For sites, this is an OR‑integrated device that adds setup time, surgical steps for pelvic electrode placement, subcutaneous IPG placement, and postoperative programming. Adoption will concentrate in high‑volume robotic prostatectomy centers with established perioperative pathways and sexual medicine follow‑up, and will require coordination across urologic oncology, andrology, and device clinics. Trials will need rigorous management of surgeon- and center‑level variability in nerve‑sparing technique, standardized potency definitions, and longitudinal patient‑reported outcomes, while handling privacy sensitivities around sexual function data. CROs with implantable device experience and robust PRO operations will be advantaged. For sponsors and payers, the economic case will depend on whether earlier potency recovery translates into fewer salvage interventions and reduced long‑term ED care; coverage could be complicated by quality‑of‑life benefit framing unless tied to post‑prostatectomy outcomes.
Regulatory path is likely a first‑of‑kind, Class III PMA in the U.S., with emphasis on safety over extended follow‑up (infection, lead migration, revisions), durability of effect at 12–24 months, device longevity, MRI compatibility, and cybersecurity of external controllers. Trial design questions include immediate versus delayed implantation, background rehabilitation protocols, objective measures beyond PROs, and feasibility of sham controls. Patient selection will probably focus on pre‑op potent, bilateral nerve‑sparing cases, excluding complete nerve transection, with stratification by age and comorbidities.

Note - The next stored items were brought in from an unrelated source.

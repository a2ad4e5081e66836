use std::collections::{BTreeMap, BTreeSet};
use std::str::FromStr;

use chrono::{NaiveDate, NaiveTime};
use sqlparser::ast::{
    self, Expr, FromTable, ObjectNamePart, SetExpr, Statement, TableFactor, TableObject, Value,
    ValueWithSpan,
};
use sqlparser::dialect::PostgreSqlDialect;
use sqlparser::parser::Parser;
use ulid::Ulid;

use crate::model::*;

/// Tables of the wire surface.
#[derive(Debug, Clone, Copy, PartialEq, Eq)]
pub enum Table {
    Events,
    Venues,
    Staff,
    Tasks,
    EventStaff,
    TaskStaff,
    EventTables,
    Invites,
    Providers,
}

impl Table {
    fn from_name(name: &str) -> Result<Self, SqlError> {
        Ok(match name {
            "events" => Table::Events,
            "venues" => Table::Venues,
            "staff" => Table::Staff,
            "tasks" => Table::Tasks,
            "event_staff" => Table::EventStaff,
            "task_staff" => Table::TaskStaff,
            "event_tables" => Table::EventTables,
            "invites" => Table::Invites,
            "providers" => Table::Providers,
            other => return Err(SqlError::UnknownTable(other.to_string())),
        })
    }

    pub fn name(&self) -> &'static str {
        match self {
            Table::Events => "events",
            Table::Venues => "venues",
            Table::Staff => "staff",
            Table::Tasks => "tasks",
            Table::EventStaff => "event_staff",
            Table::TaskStaff => "task_staff",
            Table::EventTables => "event_tables",
            Table::Invites => "invites",
            Table::Providers => "providers",
        }
    }

    /// Columns accepted in INSERT / upsert statements.
    fn writable(&self) -> &'static [&'static str] {
        match self {
            Table::Events => &[
                "id", "company", "venue_id", "title", "date", "start_time", "end_time", "guests",
                "budget", "status", "kind", "area", "folder",
            ],
            Table::Venues => &["id", "company", "name", "capacity"],
            Table::Staff => &["id", "company", "name", "role"],
            Table::Tasks => &["id", "event_id", "title", "done"],
            Table::EventStaff => &["event_id", "staff_id"],
            Table::TaskStaff => &["task_id", "staff_id"],
            Table::EventTables => &["id", "event_id", "name", "capacity"],
            Table::Invites => &["id", "event_id", "table_id", "name", "personnes", "status", "present"],
            Table::Providers => &["id", "event_id", "name", "amount", "advance"],
        }
    }

    /// Status columns derived by the engine; never written by clients.
    fn projected(&self) -> &'static [&'static str] {
        match self {
            Table::Venues | Table::Staff | Table::EventTables => &["status"],
            _ => &[],
        }
    }

    /// Columns usable in `WHERE col = value AND ...` of a SELECT.
    fn filterable(&self) -> &'static [&'static str] {
        match self {
            Table::Events => &["id", "company", "venue_id", "date", "status"],
            Table::Venues | Table::Staff => &["id"],
            Table::Tasks | Table::EventTables | Table::Invites | Table::Providers => &["event_id"],
            Table::EventStaff => &["event_id"],
            Table::TaskStaff => &["task_id"],
        }
    }
}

Next, watch for the size, control strategy, and endpoints in the planned controlled study, along with surgeon learning‑curve data and real‑world programming adherence. Signals in spinal cord injury could broaden the addressable market but will involve different pathways and endpoints. The principal risks remain scale‑up beyond a single‑center pilot, durability of efficacy, and payer alignment in an area historically under‑reimbursed. If Comphya can deliver multicenter, controlled data showing faster and higher potency recovery without adding postoperative morbidity, it could redefine ED rehabilitation as part of the prostatectomy bundle rather than a salvage afterthought.